During the year 1942 the partnership, as one party, and J. Gordon Turnbull, an individual of Cleveland, Ohio, as the other party, were engaged in a joint venture (hereinafter referred to as the joint venture) , under an agreement executed July 10,1941. The joint venture was formed for the purpose of performing contracts which related to the national defense program of the United States. By agreement of the parties, such contracts, if mutually acceptable, entered into either by the partnership or by Turnbull, were to be performed jointly by both parties to the joint venture agreement.

Prior to May 8, 1942, the partnership entered into four contracts with the United States of America, each designated “Fixed Fee Contract for Architect-Engineer Services,” and numbered DA-W-414— eng-511, DA-W-414 — eng-585, DA-W-414 — eng-842, and Contract No. 1 (Australia), respectively. These contracts were to be performed in Australia and New Zealand and on islands located in the South and Southwest Pacific Ocean, outside the continental United States, Hawaii, and Alaska. Contract No. DA-W-414-eng-511, which may be considered as typical of all the contracts, provided in part:

Ajrticle VI
Fixed-Fee and Reimbursement of Expenditures:
1. In consideration for bis undertakings under tbe contract, tbe Arehiteet-Engineer shall be paid tbe following:
a. A fixed fee to be determined and set forth in a supplement to this contract when the preliminary estimated construction cost of the said project has been determined in accordance with tbe provisions of Paragraph 2 of Article V hereof. Tbe amount of tbe fee will be based upon tbe preliminary estimated construction cost of the project and will be determined in conformity with tbe schedule of approved fees for Architect-Engineer Services as published by tbe Under Secretary of War. Tbe fee shall constitute complete compensation for tbe Architect-Engineer’s services, including tbe services of tbe individual or individuals furnished for full-time resident direction of tbe project under tbe provisions of Paragraph 1 of Article II of this contract, and all overhead expenses except as otherwise herein expressly provided.
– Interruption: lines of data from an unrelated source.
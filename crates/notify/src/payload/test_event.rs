// Copyright 2024 RustFS Team
//
// Licensed under the Apache License, Version 2.0 (the "License");
// you may not use this file except in compliance with the License.
// You may obtain a copy of the License at
//
//     http://www.apache.org/licenses/LICENSE-2.0
//
// Unless required by applicable law or agreed to in writing, software
// distributed under the License is distributed on an "AS IS" BASIS,
// WITHOUT WARRANTIES OR CONDITIONS OF ANY KIND, either express or implied.
// See the License for the specific language governing permissions and
// limitations under the License.

use crate::utils::serialize_timestamp_millis;
use chrono::{DateTime, Utc};
use s3notify_config::notify::{DEFAULT_HOST_ID, TEST_EVENT_NAME, TEST_EVENT_SERVICE};
use serde::Serialize;

/// Minimal message sent to a destination to prove that it accepts
/// notifications from a bucket.
#[derive(Debug, Clone, PartialEq, Eq, Serialize)]
#[serde(rename_all = "PascalCase")]
pub struct TestEvent {
    pub service: String,
    pub event: String,
    #[serde(serialize_with = "serialize_timestamp_millis")]
    pub time: DateTime<Utc>,
    pub bucket: String,
    pub request_id: String,
    pub host_id: String,
}

impl TestEvent {
    pub fn new(bucket: &str, request_id: &str) -> Self {
        Self {
            service: TEST_EVENT_SERVICE.to_string(),
            event: TEST_EVENT_NAME.to_string(),
            time: Utc::now(),
            bucket: bucket.to_string(),
            request_id: request_id.to_string(),
            host_id: DEFAULT_HOST_ID.to_string(),
        }
    }
}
Payment on account of the fixed fee shall be made as provided in Article VIII hereof.

This contract also provided that, in addition to the payment of the fixed fee, the architect-engineer was to be “reimbursed for such of his actual expenditures as may be approved or ratified by the Contracting Officer,” including wages paid to employees of the architect-engineer, subcontracts, social security payments, travel expense, etc.

The Government also agreed to provide all office and drafting-room space, supplies, and facilities necessary for the proper performance of work under the contract.
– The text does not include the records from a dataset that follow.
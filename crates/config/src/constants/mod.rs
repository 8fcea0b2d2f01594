// Copyright 2024 RustFS Team
//
// Licensed under the Apache License, Version 2.0 (the "License");
// you may not use this file except in compliance with the License.
// You may obtain a copy of the License at
//
//     http://www.apache.org/licenses/LICENSE-2.0
//
// Unless required by applicable law or agreed to in writing, software
// distributed under the License is distributed on an "AS IS" BASIS,
// WITHOUT WARRANTIES OR CONDITIONS OF ANY KIND, either express or implied.
// See the License for the specific language governing permissions and
// limitations under the License.

pub(crate) mod env;
//! Diesel row models and their conversions into domain aggregates.

pub mod category;
pub mod config;
pub mod cookie;
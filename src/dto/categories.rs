use serde::Serialize;

use crate::domain::category::Category;
use crate::domain::types::Locale;

/// Admin view of a category with texts resolved for one locale.
#[derive(Debug, Clone, PartialEq, Serialize)]
#[serde(rename_all = "camelCase")]
pub struct CategoryDto {
    pub id: i32,
    pub locale: String,
    pub technical_name: String,
    pub enabled: bool,
    pub read_only: bool,
    pub position: i32,
    pub active: bool,
    pub name: Option<String>,
    pub description: Option<String>,
}

impl CategoryDto {
    pub fn new(category: &Category, locale: &Locale) -> Self {
        Self {
            id: category.id.get(),
            locale: locale.to_string(),
            technical_name: category.technical_name.to_string(),
            enabled: category.enabled,
            read_only: category.read_only,
            position: category.position,
            active: category.active,
            name: category.name(locale).map(str::to_string),
            description: category.description(locale).map(str::to_string),
        }
    }
}
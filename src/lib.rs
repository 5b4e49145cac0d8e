//! Core library exports for the cookie-consent service.
//!
//! The `data` feature exposes the taxonomy domain, Diesel models and
//! repositories; `server` adds forms, DTOs, services and Actix-web routes
//! used by the HTTP server and the import command.

#[cfg(feature = "data")]
pub mod db;
#[cfg(feature = "data")]
pub mod domain;
#[cfg(feature = "server")]
pub mod dto;
#[cfg(feature = "data")]
pub mod error_conversions;
#[cfg(feature = "server")]
pub mod forms;
#[cfg(feature = "data")]
pub mod models;
#[cfg(feature = "data")]
pub mod repository;
#[cfg(feature = "server")]
pub mod routes;
#[cfg(feature = "data")]
pub mod schema;
#[cfg(feature = "server")]
pub mod services;
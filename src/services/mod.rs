pub mod categories;
pub mod consent_config;
pub mod cookies;
pub mod errors;
pub mod import_export;

pub use errors::{ServiceError, ServiceResult};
Prior to tkeir execution, the aforesaid contracts were determined to be mutually acceptable to the parties to the joint venture and, with the knowledge of the contracting officer for the United States of America, were to be performed by the joint venture; but because of emergency conditions then prevailing and the absence of J. Gordon Turnbull, the contracts, which were signed in Hawaii, were executed in the name of the partnership only, but, pursuant to the joint venture agreement, the contracts were performed by the partnership and Turnbull jointly in accordance with the terms of the joint venture agreement.
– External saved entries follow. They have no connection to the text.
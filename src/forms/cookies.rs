use serde::Deserialize;
use thiserror::Error;
use validator::{Validate, ValidationErrors};

use crate::domain::cookie::{Cookie, CookieItemPatch, ItemSync, NewCookie};
use crate::domain::types::{
    CategoryId, CookieItemId, CookieItemName, LegalBasis, Locale, ProcessingLocation,
    TechnicalName, TypeConstraintError,
};
use crate::forms::categories::normalize_text;

/// One entry of the `cookieItems` array.
#[derive(Debug, Default, Deserialize, Validate)]
#[serde(rename_all = "camelCase")]
pub struct CookieItemForm {
    pub id: Option<i32>,
    #[validate(length(min = 1, max = 100))]
    pub name: Option<String>,
    #[validate(length(max = 255))]
    pub lifetime: Option<String>,
    pub position: Option<i32>,
    pub active: Option<bool>,
    pub description: Option<String>,
}

/// JSON body accepted by the cookie admin endpoints.
#[derive(Debug, Default, Deserialize, Validate)]
#[serde(rename_all = "camelCase")]
pub struct CookieForm {
    #[validate(range(min = 1))]
    pub category: Option<i32>,
    #[validate(length(min = 1, max = 100))]
    pub technical_name: Option<String>,
    #[validate(length(max = 255))]
    pub provider: Option<String>,
    pub script_url: Option<String>,
    pub legal_basis: Option<String>,
    pub processing_location: Option<String>,
    pub position: Option<i32>,
    pub active: Option<bool>,
    #[validate(length(max = 255))]
    pub name: Option<String>,
    pub description: Option<String>,
    pub privacy_policy_url: Option<String>,
    pub data_collected: Option<String>,
    pub data_purpose: Option<String>,
    pub cookie_items: Option<Vec<CookieItemForm>>,
}

/// Localized cookie texts submitted for the request locale.
#[derive(Debug, Clone, Default, PartialEq)]
pub struct CookieTextsPatch {
    pub name: Option<String>,
    pub description: Option<String>,
    pub privacy_policy_url: Option<String>,
    pub data_collected: Option<String>,
    pub data_purpose: Option<String>,
}

impl CookieTextsPatch {
    fn is_empty(&self) -> bool {
        self.name.is_none()
            && self.description.is_none()
            && self.privacy_policy_url.is_none()
            && self.data_collected.is_none()
            && self.data_purpose.is_none()
    }
}

#[derive(Debug, Clone, Default, PartialEq)]
pub struct CookieFormPayload {
    pub category_id: Option<CategoryId>,
    pub technical_name: Option<TechnicalName>,
    pub provider: Option<String>,
    pub script_url: Option<String>,
    pub legal_basis: Option<LegalBasis>,
    pub processing_location: Option<ProcessingLocation>,
    pub position: Option<i32>,
    pub active: Option<bool>,
    pub texts: CookieTextsPatch,
    /// `None` leaves items untouched, `Some` reconciles them.
    pub items: Option<Vec<CookieItemPatch>>,
}

#[derive(Debug, Error)]
pub enum CookieFormError {
    #[error("Cookie form validation failed: {0}")]
    Validation(String),
    #[error("Cookie form contains invalid data: {0}")]
    TypeConstraint(String),
    #[error("Cookie form is missing `{0}`")]
    MissingField(&'static str),
}

impl From<ValidationErrors> for CookieFormError {
    fn from(value: ValidationErrors) -> Self {
        Self::Validation(value.to_string())
    }
}

impl From<TypeConstraintError> for CookieFormError {
    fn from(value: TypeConstraintError) -> Self {
        Self::TypeConstraint(value.to_string())
    }
}

impl TryFrom<CookieItemForm> for CookieItemPatch {
    type Error = CookieFormError;

    fn try_from(value: CookieItemForm) -> Result<Self, Self::Error> {
        value.validate()?;

        Ok(Self {
            id: value.id.map(CookieItemId::new).transpose()?,
            name: value.name.map(CookieItemName::new).transpose()?,
            lifetime: value.lifetime,
            position: value.position,
            active: value.active,
            description: value.description,
        })
    }
}

impl TryFrom<CookieForm> for CookieFormPayload {
    type Error = CookieFormError;

    fn try_from(value: CookieForm) -> Result<Self, Self::Error> {
        value.validate()?;

        let items = value
            .cookie_items
            .map(|items| {
                items
                    .into_iter()
                    .map(CookieItemPatch::try_from)
                    .collect::<Result<Vec<_>, _>>()
            })
            .transpose()?;

        Ok(Self {
            category_id: value.category.map(CategoryId::new).transpose()?,
            technical_name: value.technical_name.map(TechnicalName::new).transpose()?,
            provider: value.provider,
            script_url: value.script_url,
            legal_basis: value.legal_basis.map(LegalBasis::try_from).transpose()?,
            processing_location: value
                .processing_location
                .map(ProcessingLocation::try_from)
                .transpose()?,
            position: value.position,
            active: value.active,
            texts: CookieTextsPatch {
                name: value.name,
                description: value.description,
                privacy_policy_url: value.privacy_policy_url,
                data_collected: value.data_collected,
                data_purpose: value.data_purpose,
            },
            items,
        })
    }
}

impl CookieFormPayload {
    /// Build a new cookie, writing localized fields to `locale`.
    pub fn into_new_cookie(self, locale: &Locale) -> Result<NewCookie, CookieFormError> {
        let category_id = self
            .category_id
            .ok_or(CookieFormError::MissingField("category"))?;
        let technical_name = self
            .technical_name
            .clone()
            .ok_or(CookieFormError::MissingField("technicalName"))?;

        let mut cookie = NewCookie::new(category_id, technical_name);
        cookie.provider = self.provider.and_then(normalize_text);
        cookie.script_url = self.script_url.and_then(normalize_text);
        if let Some(legal_basis) = self.legal_basis {
            cookie.legal_basis = legal_basis;
        }
        if let Some(processing_location) = self.processing_location {
            cookie.processing_location = processing_location;
        }
        if let Some(position) = self.position {
            cookie.position = position;
        }
        if let Some(active) = self.active {
            cookie.active = active;
        }
        if !self.texts.is_empty() {
            let translation = cookie.translations.ensure(locale);
            translation.name = self.texts.name.and_then(normalize_text);
            translation.description = self.texts.description.and_then(normalize_text);
            translation.privacy_policy_url = self.texts.privacy_policy_url.and_then(normalize_text);
            translation.data_collected = self.texts.data_collected.and_then(normalize_text);
            translation.data_purpose = self.texts.data_purpose.and_then(normalize_text);
        }
        for patch in self.items.unwrap_or_default() {
            cookie.items.push(patch.into_item(locale)?);
        }
        cookie.items.sort_by_key(|item| item.position);
        Ok(cookie)
    }

    /// Patch `cookie` with the supplied fields and reconcile its items when an
    /// item list was submitted.
    pub fn apply_to(
        self,
        cookie: &mut Cookie,
        locale: &Locale,
    ) -> Result<Option<ItemSync>, CookieFormError> {
        // Item reconciliation runs first so a rejected list leaves the cookie untouched.
        let sync = match self.items {
            Some(items) => Some(cookie.sync_items(locale, items)?),
            None => None,
        };

        if let Some(category_id) = self.category_id {
            cookie.category_id = category_id;
        }
        if let Some(technical_name) = self.technical_name {
            cookie.technical_name = technical_name;
        }
        if let Some(provider) = self.provider {
            cookie.provider = normalize_text(provider);
        }
        if let Some(script_url) = self.script_url {
            cookie.script_url = normalize_text(script_url);
        }
        if let Some(legal_basis) = self.legal_basis {
            cookie.legal_basis = legal_basis;
        }
        if let Some(processing_location) = self.processing_location {
            cookie.processing_location = processing_location;
        }
        if let Some(position) = self.position {
            cookie.position = position;
        }
        if let Some(active) = self.active {
            cookie.active = active;
        }

        if !self.texts.is_empty() {
            let texts = self.texts;
            let translation = cookie.translations.ensure(locale);
            if let Some(name) = texts.name {
                translation.name = normalize_text(name);
            }
            if let Some(description) = texts.description {
                translation.description = normalize_text(description);
            }
            if let Some(url) = texts.privacy_policy_url {
                translation.privacy_policy_url = normalize_text(url);
            }
            if let Some(data_collected) = texts.data_collected {
                translation.data_collected = normalize_text(data_collected);
            }
            if let Some(data_purpose) = texts.data_purpose {
                translation.data_purpose = normalize_text(data_purpose);
            }
        }

        Ok(sync)
    }
}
Petitioner was the “field” representative of the joint venture. Except for seven days (February 27 and 28, March 1 and 2, and April 24, 25, and 26) spent in Hawaii, for a period beginning November 2, 1941, to April 27, 1942, petitioner was continuously physically absent from the continental United States, Hawaii, and Alaska, and was actually living upon or traveling between Australia, New Zealand, New Caledonia, Norfolk Islands, and Society Islands, all located in the South Pacific and Southwest Pacific area, in connection with the performance of the contracts above referred to. The specific services rendered by petitioner consisted of (1) selecting sites for the construction of airfields and airdromes on New Caledonia, Norfolk Islands, Society Islands, Penhryn, Christmas Island, the Marquetas Islands, Caroline Island, Cook Island, the Austral Islands, the Tonga Islands, the Kermadee Islands, the Chatham Islands, and New Zea-land ; this work was done by air and land travel; (2) after selecting the sites, petitioner personally supervised the actual surveys preliminary to construction; (3) there being neither men nor material available from the United States, petitioner negotiated and effected arrangements with the Prime Ministers and other officials of Australia and New Zealand for the hiring and shipment of men and materials from those countries and the obtention of necessary ships to enable construction to be performed; (4) after construction began he supervised construction operations on the various islands by air travel until his connection with the work ceased and the uncompleted contracts were terminated and construction was completed by the Corps of Engineers of the United States Army.

During 1942 petitioner was not in Alaska; during that year he was within the continental limits of the United States and Hawaii 26 days, having left Palmyra Island on April 23,1942, and arrived in the United States on April 27, 1942 (having stopped in Hawaii for a period of 3 days). On May 8, 1942, petitioner was commissioned a colonel in the Army of the United States and he remained on active duty with the Army of the United States until April 1946, when, as Major General, Commanding, Engineer Construction Command, Southwest Pacific, he was transferred to reserve duty.

On May 8, 1942, under Army orders, he was directed to report to Melbourne, Australia.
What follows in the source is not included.